▶ BRIEF
Your response should consist of the entries below, written out exactly.

Collected data entries
▽
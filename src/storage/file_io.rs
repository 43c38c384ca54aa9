//! File I/O utilities with atomic writes
//!
//! A write goes to a temp file in the same directory, is synced, then
//! renamed over the target; a crash mid-write leaves the old document
//! intact.

use std::fs::{self, File};
use std::io::{BufReader, BufWriter, Write};
use std::path::Path;

use serde::{de::DeserializeOwned, Serialize};

use crate::error::StrataError;

/// Read JSON from a file, returning a default value if the file doesn't exist
pub fn read_json<T, P>(path: P) -> Result<T, StrataError>
where
    T: DeserializeOwned + Default,
    P: AsRef<Path>,
{
    let path = path.as_ref();

    if !path.exists() {
        return Ok(T::default());
    }

    let file = File::open(path)
        .map_err(|e| StrataError::Storage(format!("Failed to open {}: {}", path.display(), e)))?;

    let reader = BufReader::new(file);
    serde_json::from_reader(reader)
        .map_err(|e| StrataError::Storage(format!("Failed to parse {}: {}", path.display(), e)))
}

/// Write JSON to a file atomically (write to temp, then rename)
pub fn write_json_atomic<T, P>(path: P, data: &T) -> Result<(), StrataError>
where
    T: Serialize,
    P: AsRef<Path>,
{
    let path = path.as_ref();

    if let Some(parent) = path.parent() {
        fs::create_dir_all(parent).map_err(|e| {
            StrataError::Storage(format!(
                "Failed to create directory {}: {}",
                parent.display(),
                e
            ))
        })?;
    }

    // Temp file must live in the same directory for the rename to be atomic
    let temp_path = path.with_extension("json.tmp");

    let file = File::create(&temp_path)
        .map_err(|e| StrataError::Storage(format!("Failed to create temp file: {}", e)))?;

    let mut writer = BufWriter::new(file);
    serde_json::to_writer_pretty(&mut writer, data)
        .map_err(|e| StrataError::Storage(format!("Failed to serialize data: {}", e)))?;

    writer
        .flush()
        .map_err(|e| StrataError::Storage(format!("Failed to flush data: {}", e)))?;

    writer
        .get_ref()
        .sync_all()
        .map_err(|e| StrataError::Storage(format!("Failed to sync data: {}", e)))?;

    fs::rename(&temp_path, path).map_err(|e| {
        let _ = fs::remove_file(&temp_path);
        StrataError::Storage(format!("Failed to rename temp file: {}", e))
    })?;

    Ok(())
}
△
▶ RESULT OF THE EXERCISE
filename src/storage/file_io.rs
repository 43c38c384ca54aa9
//! File I/O utilities with atomic writes
//!
//! A write goes to a temp file in the same directory, is synced, then
//! renamed over the target; a crash mid-write leaves the old document
//! intact.

use std::fs::{self, File};
use std::io::{BufReader, BufWriter, Write};
use std::path::Path;

use serde::{de::DeserializeOwned, Serialize};

use crate::error::StrataError;

/// Read JSON from a file, returning a default value if the file doesn't exist
pub fn read_json<T, P>(path: P) -> Result<T, StrataError>
where
    T: DeserializeOwned + Default,
    P: AsRef<Path>,
{
    let path = path.as_ref();

    if !path.exists() {
        return Ok(T::default());
    }

    let file = File::open(path)
        .map_err(|e| StrataError::Storage(format!("Failed to open {}: {}", path.display(), e)))?;

    let reader = BufReader::new(file);
    serde_json::from_reader(reader)
        .map_err(|e| StrataError::Storage(format!("Failed to parse {}: {}", path.display(), e)))
}

/// Write JSON to a file atomically (write to temp, then rename)
pub fn write_json_atomic<T, P>(path: P, data: &T) -> Result<(), StrataError>
where
    T: Serialize,
    P: AsRef<Path>,
{
    let path = path.as_ref();

    if let Some(parent) = path.parent() {
        fs::create_dir_all(parent).map_err(|e| {
            StrataError::Storage(format!(
                "Failed to create directory {}: {}",
                parent.display(),
                e
            ))
        })?;
    }

    // Temp file must live in the same directory for the rename to be atomic
    let temp_path = path.with_extension("json.tmp");

    let file = File::create(&temp_path)
        .map_err(|e| StrataError::Storage(format!("Failed to create temp file: {}", e)))?;

    let mut writer = BufWriter::new(file);
    serde_json::to_writer_pretty(&mut writer, data)
        .map_err(|e| StrataError::Storage(format!("Failed to serialize data: {}", e)))?;

    writer
        .flush()
        .map_err(|e| StrataError::Storage(format!("Failed to flush data: {}", e)))?;

    writer
        .get_ref()
        .sync_all()
        .map_err(|e| StrataError::Storage(format!("Failed to sync data: {}", e)))?;

    fs::rename(&temp_path, path).map_err(|e| {
        let _ = fs::remove_file(&temp_path);
        StrataError::Storage(format!("Failed to rename temp file: {}", e))
    })?;

    Ok(())
}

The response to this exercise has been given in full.